Check every line below, and copy those that include "RwLock".

----- AVAILABLE RECORDS

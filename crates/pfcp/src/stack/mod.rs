// SPDX-License-Identifier: Apache-2.0 OR MIT
// Copyright (c) 2025-2026 naskel.com

//! Stack runtime: the three stages, the timer pool, and the handle that
//! ties them together.
//!
//! There are no global singletons; everything the subsystems share lives in
//! one runtime-scoped [`Runtime`] created at [`Stack::start`] and dropped
//! with the stack.

mod app;
mod comm;
mod events;
mod internal;
mod timer;
mod translation;

pub use app::ApplicationWorker;
pub use internal::{ReqIn, RspIn};

pub(crate) use comm::WAKER_TOKEN;
pub(crate) use events::{AppEvent, CommEvent, TranslationEvent};
pub(crate) use internal::{ReqOut, RspOut};
pub(crate) use timer::TimerPool;

use crate::config::Config;
use crate::error::{Error, Result};
use crate::msg::{AppMsg, AppMsgReq, AppMsgRsp};
use crate::node::{IpKey, LocalNode, Session};
use crate::proto::MsgTypes;
use crate::stats;
use crate::teid::TeidRangeManager;
use crate::translator::Translator;
use comm::CommStage;
use crossbeam::channel::{unbounded, Sender};
use mio::{Poll, Waker};
use parking_lot::{Mutex, RwLock};
use std::collections::HashMap;
use std::net::SocketAddr;
use std::sync::atomic::{AtomicU8, AtomicUsize, Ordering};
use std::sync::Arc;
use std::thread::JoinHandle;

const RSP_WND_ONE: u8 = 1;
const RSP_WND_TWO: u8 = 2;
const RSP_WND_TOGGLE: u8 = RSP_WND_ONE ^ RSP_WND_TWO;

/// Sender half of the Communication queue plus the poll waker.
#[derive(Clone)]
pub(crate) struct CommSender {
    tx: Sender<CommEvent>,
    waker: Arc<Waker>,
}

impl CommSender {
    pub(crate) fn new(tx: Sender<CommEvent>, waker: Arc<Waker>) -> Self {
        Self { tx, waker }
    }

    /// Enqueue and wake the poll loop. Harmless after shutdown.
    pub(crate) fn send(&self, ev: CommEvent) {
        if self.tx.send(ev).is_err() {
            log::debug!("[COMM] queue closed, event dropped");
            return;
        }
        if let Err(e) = self.waker.wake() {
            log::debug!("[COMM] waker failed: {}", e);
        }
    }
}

/// Shared state of one running stack.
///
/// Nodes, sessions, and stages all hold an `Arc<Runtime>`; nothing here is
/// process-global.
pub(crate) struct Runtime {
    pub(crate) cfg: Config,
    pub(crate) types: MsgTypes,
    pub(crate) app_tx: Sender<AppEvent>,
    pub(crate) trans_tx: Sender<TranslationEvent>,
    pub(crate) comm: CommSender,
    pub(crate) teid: Mutex<TeidRangeManager>,
    pub(crate) timers: TimerPool<CommEvent>,
    /// Index of the activity window remotes currently count into.
    pub(crate) cur_activity_wnd: AtomicUsize,
    /// Current response-window tag (1 or 2).
    pub(crate) cur_rsp_wnd: AtomicU8,
    /// Local nodes registered with the Communication stage.
    pub(crate) locals: RwLock<HashMap<IpKey, Arc<LocalNode>>>,
}

impl Runtime {
    pub(crate) fn send_to_app(&self, ev: AppEvent) {
        if self.app_tx.send(ev).is_err() {
            log::debug!("[APP] queue closed, event dropped");
        }
    }

    pub(crate) fn send_to_translation(&self, ev: TranslationEvent) {
        if self.trans_tx.send(ev).is_err() {
            log::debug!("[XLATE] queue closed, event dropped");
        }
    }

    pub(crate) fn cur_activity_wnd(&self) -> usize {
        self.cur_activity_wnd.load(Ordering::Relaxed)
    }

    pub(crate) fn set_cur_activity_wnd(&self, wnd: usize) {
        self.cur_activity_wnd.store(wnd, Ordering::Relaxed);
    }

    pub(crate) fn cur_rsp_wnd(&self) -> u8 {
        self.cur_rsp_wnd.load(Ordering::Relaxed)
    }

    /// Flip the response-window toggle and return the new value.
    pub(crate) fn flip_rsp_wnd(&self) -> u8 {
        self.cur_rsp_wnd.fetch_xor(RSP_WND_TOGGLE, Ordering::Relaxed) ^ RSP_WND_TOGGLE
    }
}

/// A running PFCP stack.
///
/// Built by [`Stack::start`]; dropping it (or calling [`Stack::shutdown`])
/// releases every local node, stops the stages, and joins their threads.
pub struct Stack {
    handle: StackHandle,
    comm: Option<JoinHandle<()>>,
    translation: Option<JoinHandle<()>>,
    workers: Vec<JoinHandle<()>>,
}

impl Stack {
    /// Validate the configuration, capture the translator's message types,
    /// and spawn the timer pool, the Communication and Translation stages,
    /// and the application work group.
    pub fn start<W, F>(cfg: Config, translator: Arc<dyn Translator>, factory: F) -> Result<Stack>
    where
        W: ApplicationWorker,
        F: Fn(usize) -> W,
    {
        cfg.validate()?;

        let poll = Poll::new().map_err(Error::Io)?;
        let waker = Arc::new(Waker::new(poll.registry(), WAKER_TOKEN).map_err(Error::Io)?);

        let (app_tx, app_rx) = unbounded();
        let (trans_tx, trans_rx) = unbounded();
        let (comm_tx, comm_rx) = unbounded();
        let comm_sender = CommSender::new(comm_tx, waker);

        log::info!("[STACK] initializing the timer pool");
        let timers = TimerPool::start({
            let comm = comm_sender.clone();
            move |ev| comm.send(ev)
        });

        let teid_bits = cfg.teid_range_bits;
        let workers_n = cfg.application_workers();
        let rt = Arc::new(Runtime {
            cfg,
            types: translator.msg_types(),
            app_tx,
            trans_tx,
            comm: comm_sender,
            teid: Mutex::new(TeidRangeManager::new(teid_bits)),
            timers,
            cur_activity_wnd: AtomicUsize::new(0),
            cur_rsp_wnd: AtomicU8::new(RSP_WND_ONE),
            locals: RwLock::new(HashMap::new()),
        });

        log::info!("[STACK] initializing the communication stage");
        let comm = CommStage::spawn(Arc::clone(&rt), Arc::clone(&translator), poll, comm_rx);
        log::info!("[STACK] initializing the translation stage");
        let translation =
            translation::TranslationStage::spawn(Arc::clone(&rt), translator, trans_rx);
        log::info!("[STACK] starting {} application worker(s)", workers_n);
        let workers = app::spawn_workers(workers_n, &app_rx, factory);

        Ok(Stack { handle: StackHandle { rt }, comm: Some(comm), translation: Some(translation), workers })
    }

    /// A cloneable handle for use from application code and handlers.
    pub fn handle(&self) -> StackHandle {
        self.handle.clone()
    }

    /// Stop the stack: release local nodes, stop the stages, join threads.
    pub fn shutdown(mut self) {
        self.shutdown_impl();
    }

    fn shutdown_impl(&mut self) {
        if self.comm.is_none() && self.translation.is_none() && self.workers.is_empty() {
            return;
        }
        log::info!("[STACK] releasing local nodes and stopping stages");

        let rt = &self.handle.rt;
        rt.comm.send(CommEvent::Shutdown);
        if let Some(handle) = self.comm.take() {
            let _ = handle.join();
        }

        rt.send_to_translation(TranslationEvent::Shutdown);
        if let Some(handle) = self.translation.take() {
            let _ = handle.join();
        }

        for _ in 0..self.workers.len() {
            rt.send_to_app(AppEvent::Shutdown);
        }
        for handle in self.workers.drain(..) {
            let _ = handle.join();
        }

        rt.timers.shutdown();

        log::info!(
            "[STACK] session counts created={} deleted={}",
            Session::sessions_created(),
            Session::sessions_deleted()
        );
        log::info!(
            "[STACK] node counts created={} deleted={}",
            crate::node::nodes_created(),
            crate::node::nodes_deleted()
        );
    }
}

impl Drop for Stack {
    fn drop(&mut self) {
        self.shutdown_impl();
    }
}

/// Cloneable entry point into a running stack.
#[derive(Clone)]
pub struct StackHandle {
    rt: Arc<Runtime>,
}

impl StackHandle {
    /// Bind a local node and register it with the Communication stage.
    ///
    /// The node transitions to `Started` once its socket joins the poll
    /// loop; a `LocalNodeStateChange` event reports it.
    pub fn create_local_node(&self, addr: SocketAddr) -> Result<Arc<LocalNode>> {
        let ln = LocalNode::new(Arc::clone(&self.rt), addr)?;
        self.rt.comm.send(CommEvent::AddLocalNode(Arc::clone(&ln)));
        Ok(ln)
    }

    /// Stop one local node and release its socket.
    pub fn stop_local_node(&self, ln: &Arc<LocalNode>) {
        self.rt.comm.send(CommEvent::StopLocalNode(Arc::clone(ln)));
    }

    /// Hand an application request to the Translation stage for encoding
    /// and transmission.
    pub fn send_req(&self, req: AppMsgReq) -> Result<()> {
        self.rt
            .trans_tx
            .send(TranslationEvent::SndMsg(AppMsg::Req(req)))
            .map_err(|_| Error::ChannelClosed)
    }

    /// Hand an application response to the Translation stage.
    pub fn send_rsp(&self, rsp: AppMsgRsp) -> Result<()> {
        self.rt
            .trans_tx
            .send(TranslationEvent::SndMsg(AppMsg::Rsp(rsp)))
            .map_err(|_| Error::ChannelClosed)
    }

    /// Render the statistics document for every registered local node.
    pub fn stats_json(&self) -> String {
        let locals: Vec<Arc<LocalNode>> = self.rt.locals.read().values().cloned().collect();
        stats::collect_json(&locals)
    }

    /// Zero all per-remote message counters.
    pub fn reset_stats(&self) {
        let locals: Vec<Arc<LocalNode>> = self.rt.locals.read().values().cloned().collect();
        stats::reset_all(&locals);
    }

    /// The configuration the stack was started with.
    pub fn config(&self) -> &Config {
        &self.rt.cfg
    }
}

----------

RESULT OF THIS EXERCISE
use parking_lot::{Mutex, RwLock};
    pub(crate) locals: RwLock<HashMap<IpKey, Arc<LocalNode>>>,
            locals: RwLock::new(HashMap::new()),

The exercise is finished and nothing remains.